In the first half of the twentieth century, doctors used a variety of methods—linking lesbianism and deviant social practices, performing tests on lesbian women, and identifying irrelevant physical characteristics—in an effort to “prove” who was a lesbian. However, these diagnoses and treatments were simply a way for (male, heterosexual) doctors to establish their authority over (lesbian, female) patients, and largely, for the cisgender, heterosexual, capitalist patriarchy to assert their control over those who threatened their power. Doctors’ efforts to control lesbianism were ultimately about the regulating of gender norms and power structures, not deviant sexuality.
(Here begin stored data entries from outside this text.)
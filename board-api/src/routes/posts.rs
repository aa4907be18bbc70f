use axum::extract::{Path, Query, State};
use axum::Json;
use serde::Deserialize;
use std::sync::Arc;
use uuid::Uuid;
use validator::Validate;

use board_shared::errors::AppResult;
use board_shared::types::auth::AuthUser;
use board_shared::types::pagination::{Paginated, PaginationParams};
use board_shared::types::ApiResponse;

use crate::models::{Post, PostDetail, PostSummary};
use crate::repositories::{PostOrder, PostQuery};
use crate::services::post_service;
use crate::AppState;

#[derive(Debug, Deserialize, Validate)]
pub struct CreatePostRequest {
    #[validate(length(min = 1, max = 200, message = "title must be 1-200 characters"))]
    pub title: String,
    #[validate(length(min = 1, message = "content must not be empty"))]
    pub content: String,
}

#[derive(Debug, Deserialize)]
#[serde(rename_all = "camelCase")]
pub struct DeletePostRequest {
    pub post_id: Uuid,
}

/// Query string of the listing routes. Missing or zero `page` means the first.
#[derive(Debug, Deserialize)]
pub struct ListParams {
    page: Option<u64>,
    order: Option<String>,
    search: Option<String>,
}

impl ListParams {
    fn into_query(self, search: Option<String>) -> PostQuery {
        PostQuery {
            search,
            order: PostOrder::parse(self.order.as_deref()),
            page: PaginationParams::new(self.page.unwrap_or(1)),
        }
    }
}

pub async fn create_post(
    user: AuthUser,
    State(state): State<Arc<AppState>>,
    Json(req): Json<CreatePostRequest>,
) -> AppResult<Json<ApiResponse<Post>>> {
    req.validate()?;
    let post = post_service::create_post(&state, user.id, &req.title, &req.content).await?;
    Ok(Json(ApiResponse::ok(post)))
}

pub async fn delete_post(
    user: AuthUser,
    State(state): State<Arc<AppState>>,
    Json(req): Json<DeletePostRequest>,
) -> AppResult<Json<ApiResponse<Post>>> {
    let post = post_service::delete_post(&state, user.id, req.post_id).await?;
    Ok(Json(ApiResponse::ok(post)))
}

/// GET /post/list?page=1&order=createdAt
pub async fn list_posts(
    _user: AuthUser,
    State(state): State<Arc<AppState>>,
    Query(params): Query<ListParams>,
) -> AppResult<Json<ApiResponse<Paginated<PostSummary>>>> {
    let page = post_service::list_posts(&state, params.into_query(None)).await?;
    Ok(Json(ApiResponse::ok(page)))
}

/// GET /post/list/search?search=<term>&page=1&order=view
pub async fn search_posts(
    _user: AuthUser,
    State(state): State<Arc<AppState>>,
    Query(mut params): Query<ListParams>,
) -> AppResult<Json<ApiResponse<Paginated<PostSummary>>>> {
    let search = params.search.take().unwrap_or_default();
    let page = post_service::list_posts(&state, params.into_query(Some(search))).await?;
    Ok(Json(ApiResponse::ok(page)))
}

pub async fn post_info(
    _user: AuthUser,
    State(state): State<Arc<AppState>>,
    Path(post_id): Path<Uuid>,
) -> AppResult<Json<ApiResponse<PostDetail>>> {
    let detail = post_service::post_info(&state, post_id).await?;
    Ok(Json(ApiResponse::ok(detail)))
}
use chrono::Utc;
use serde::{Deserialize, Serialize};
use uuid::Uuid;

/// JWT payload shared by access and refresh tokens. The two kinds differ only
/// in signing secret and lifetime.
#[derive(Debug, Clone, Serialize, Deserialize)]
pub struct Claims {
    pub sub: Uuid,
    pub email: String,
    pub iat: i64,
    pub exp: i64,
    pub jti: Uuid,
}

impl Claims {
    pub fn new(user_id: Uuid, email: impl Into<String>, duration_secs: i64) -> Self {
        let now = Utc::now().timestamp();
        Self {
            sub: user_id,
            email: email.into(),
            iat: now,
            exp: now + duration_secs,
            jti: Uuid::now_v7(),
        }
    }

    pub fn is_expired(&self) -> bool {
        Utc::now().timestamp() > self.exp
    }
}

/// Caller identity taken from a verified access token.
#[derive(Debug, Clone)]
pub struct AuthUser {
    pub id: Uuid,
    pub email: String,
    pub token_id: Uuid,
}

impl From<Claims> for AuthUser {
    fn from(claims: Claims) -> Self {
        Self {
            id: claims.sub,
            email: claims.email,
            token_id: claims.jti,
        }
    }
}

/// Caller identity taken from a verified refresh token, together with the raw
/// token so it can be compared against the one stored for the user.
#[derive(Debug, Clone)]
pub struct RefreshUser {
    pub id: Uuid,
    pub email: String,
    pub refresh_token: String,
}

#[derive(Debug, Serialize, Deserialize)]
pub struct TokenPair {
    pub access_token: String,
    pub refresh_token: String,
    pub token_type: String,
    pub expires_in: i64,
}

impl TokenPair {
    /// `expires_in` is the access token's lifetime in seconds.
    pub fn bearer(access_token: String, refresh_token: String, expires_in: i64) -> Self {
        Self { token_type: "Bearer".into(), access_token, refresh_token, expires_in }
    }
}

#[cfg(test)]
mod tests {
    use super::*;

    #[test]
    fn claims_expire_after_duration() {
        let claims = Claims::new(Uuid::now_v7(), "a@x.com", 3600);
        assert_eq!(claims.exp - claims.iat, 3600);
        assert!(!claims.is_expired());

        let stale = Claims::new(Uuid::now_v7(), "a@x.com", -10);
        assert!(stale.is_expired());
    }

    #[test]
    fn every_claim_gets_its_own_jti() {
        let id = Uuid::now_v7();
        let a = Claims::new(id, "a@x.com", 60);
        let b = Claims::new(id, "a@x.com", 60);
        assert_ne!(a.jti, b.jti);
    }
}
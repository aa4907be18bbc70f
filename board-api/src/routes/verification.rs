use axum::extract::State;
use axum::Json;
use serde::Deserialize;
use std::sync::Arc;
use validator::Validate;

use board_shared::errors::AppResult;
use board_shared::types::ApiResponse;

use crate::models::{Verification, VerificationPurpose};
use crate::services::verification_service;
use crate::AppState;

#[derive(Debug, Deserialize, Validate)]
pub struct SendCodeRequest {
    #[validate(email(message = "invalid email format"))]
    pub email: String,
}

#[derive(Debug, Deserialize, Validate)]
pub struct CheckCodeRequest {
    #[validate(email(message = "invalid email format"))]
    pub email: String,
    pub code: i32,
}

async fn send_code(
    state: &AppState,
    req: SendCodeRequest,
    purpose: VerificationPurpose,
) -> AppResult<Json<ApiResponse<Verification>>> {
    req.validate()?;
    let verification = verification_service::request_code(state, &req.email, purpose).await?;
    Ok(Json(ApiResponse::ok(verification)))
}

async fn check_code(
    state: &AppState,
    req: CheckCodeRequest,
    purpose: VerificationPurpose,
) -> AppResult<Json<ApiResponse<&'static str>>> {
    req.validate()?;
    let message = verification_service::check_code(state, &req.email, req.code, purpose).await?;
    Ok(Json(ApiResponse::ok(message)))
}

pub async fn send_signup_code(
    State(state): State<Arc<AppState>>,
    Json(req): Json<SendCodeRequest>,
) -> AppResult<Json<ApiResponse<Verification>>> {
    send_code(&state, req, VerificationPurpose::Signup).await
}

pub async fn check_signup_code(
    State(state): State<Arc<AppState>>,
    Json(req): Json<CheckCodeRequest>,
) -> AppResult<Json<ApiResponse<&'static str>>> {
    check_code(&state, req, VerificationPurpose::Signup).await
}

pub async fn send_password_change_code(
    State(state): State<Arc<AppState>>,
    Json(req): Json<SendCodeRequest>,
) -> AppResult<Json<ApiResponse<Verification>>> {
    send_code(&state, req, VerificationPurpose::PasswordChange).await
}

pub async fn check_password_change_code(
    State(state): State<Arc<AppState>>,
    Json(req): Json<CheckCodeRequest>,
) -> AppResult<Json<ApiResponse<&'static str>>> {
    check_code(&state, req, VerificationPurpose::PasswordChange).await
}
[1] Marylynne Diggs, “Romantic Friends or a Different Race of Creatures? The Representation of Lesbian Pathology in Nineteenth-Century America” Feminist Studies 21, no. 2 (1995): 325.

[2] Ibid, 323.

[3] Ibid, 330.

[4] Celia Roberts, “Medicine and the Making of a Sexual Body” in Handbook of the New Sexuality Studies ed. Nancy Fisher, Chet Meeks, and Steven Seidman (New York, NY: Routledge, 2006): 90.

[5] Ibid, 90.

[6] Karin Martin, “Gender and Sexuality: A Medical Opinion on Homosexuality, 1900-1950” Gender and Society 7, no. 3 (1993): 251.

[7] Ibid, 259.

[8] Ibid, 250.

[9] Ibid, 251.

[10] Ibid, 248.

[11] Ibid, 253.

[12] Ibid, 253.

[13] Jennifer Terry, “Lesbians Under the Medical Gaze: Scientists Search for Remarkable Differences” The Journal of Sex Research 27, no. 3 (1990): 318.

[14] Ibid, 318.

[15] Ibid, 319.

[16] Ibid, 323.

[17] Ibid, 321.

For Further Reading:

Jennifer Terry, “Lesbians Under the Medical Gaze: Scientists Search for Remarkable Differences” The Journal of Sex Research 27, no. 3 (1990): 317-339.

Karin Martin, “Gender and Sexuality: A Medical Opinion on Homosexuality, 1900-1950” Gender and Society 7, no. 3 (1993): 246-260.

Celia Roberts, “Medicine and the Making of a Sexual Body” in Handbook of the New Sexuality Studies ed. Nancy Fisher, Chet Meeks, and Steven Seidman (New York, NY: Routledge, 2006): 88-97.